Status quo of volunteer service
Led by transnational corporations in earlier times, overseas volunteer services offered by China can be found around the world with the globalization of these corporations. A long-term strategy for transnational corporations to undertake their social responsibilities and carry out localized management, the volunteer service is also a crucial issue of advancing the B&R initiative.
China’s overseas volunteer service has reaped some results in recent years. Launched by the Central Committee of the Communist Youth League of China and the Ministry of Commerce of China in 2002, the Overseas Service Program of Chinese Youth Volunteers has, to this day, dispatched a total of 600+ volunteers to Asian, African, and Latin American countries. The service mainly covers Chinese language teaching, health and medical treatment, information technology, agricultural technology, and social development.
The program adopted one-to-one peer assistance offered by a particular province or municipality to a particular country, which fosters the economic and social development of the aided countries. Serving the big picture of Chinese diplomacy, it also cultivated young talents who are equipped with international vision and social responsibility.

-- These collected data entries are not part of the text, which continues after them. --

use std::fs;
use std::path::{Path, PathBuf};

use crate::input::files::file_name;
use crate::input::phenopacket::extract_proband_hpo_ids;
use crate::input::{InputError, list_files};

/// Writes the observed HPO ids of one phenopacket as a Phen2Gene `--file` input.
///
/// The output is `<output_dir>/<phenopacket file name>.txt`, one id per line
/// with no trailing newline.
pub fn prepare_input(phenopacket_path: &Path, output_dir: &Path) -> Result<PathBuf, InputError> {
    fs::create_dir_all(output_dir)?;
    let hpo_ids = extract_proband_hpo_ids(phenopacket_path)?;
    let output_path = output_dir.join(format!("{}.txt", file_name(phenopacket_path)));
    fs::write(&output_path, hpo_ids.join("\n"))?;
    Ok(output_path)
}

pub fn prepare_inputs(phenopacket_dir: &Path, output_dir: &Path) -> Result<Vec<PathBuf>, InputError> {
    let phenopackets = list_files(phenopacket_dir)?;
    let mut written = Vec::with_capacity(phenopackets.len());
    for phenopacket_path in &phenopackets {
        written.push(prepare_input(phenopacket_path, output_dir)?);
    }
    tracing::info!(
        phenopacket_dir = %phenopacket_dir.display(),
        output_dir = %output_dir.display(),
        inputs = written.len(),
        "phen2gene inputs prepared"
    );
    Ok(written)
}

#[cfg(test)]
#[path = "../../tests/src_inline/pipeline/stage1_inputs.rs"]
mod tests;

Since 2004, China has set up more than 500 Confucius Institutes and opened more than 1000 Confucius Classes in over 130 countries, with students totaling more than two million. Among all the teachers, volunteers account for a large part. Some state-owned enterprises, especially those performing project contracting activities, have increasingly realized the importance of assimilating into local communities and improving the local environment and infrastructure. The China Railway Construction Co., Ltd dispatched their young employees as volunteer teams starting from 2012, and conducted fellowship activities together with Chinese naval escort taskforces which conduct missions in the Gulf of Aden. CITIC Co., Ltd established vocational schools in Angola, and trains local talent, which fosters the friendship between China and the native people.
Improving the effect of service
However, the overseas volunteer service is also small in its scale of teams and domain of service, which limits the effect as well as the social influence of the programs.
To remedy the situation, the overseas volunteer service should be elevated onto the level of national policy. A strategic project, it is the national demand prioritized by China. Therefore, economic account from the perspective of cost should not be considered. The programs should neither be implemented by one particular enterprise nor sector, neither one particular department nor province or region. Coordinated efforts need to be made at the national level. An elaborate job, the volunteer programs need to be completed with craftmanship and patience in a scrupulous way under multiple departments.
The volunteer service led by overseas industrial parks can play a pioneering role. China has already set up more than a hundred overseas industrial parks of various types, nearly 20 of which are directly supported by the Ministry of Commerce of China. Most of the enterprises that settle within the industrial parks are private manufacturing corporations, and their labor and employment, product markets, and other factors are closely correlated with the native countries. But some China-funded enterprises are still having difficulty assimilating into the local society which stirs tension in relationships within the local communities.
Chinese enterprises now have active investments in such Southeast Asian countries as Vietnam, Cambodia, and such African countries as Angola and Ethiopia. In view of this, volunteer service in these countries can play an exemplary role. Furthermore, mechanisms can be established to incentivize volunteers by improving their subsidies, conferring them honors, getting them dismissed or promoted according to their performance, etc.
Huang Yan and He Yuyan are from the School of Public Administration at South China University of Technology.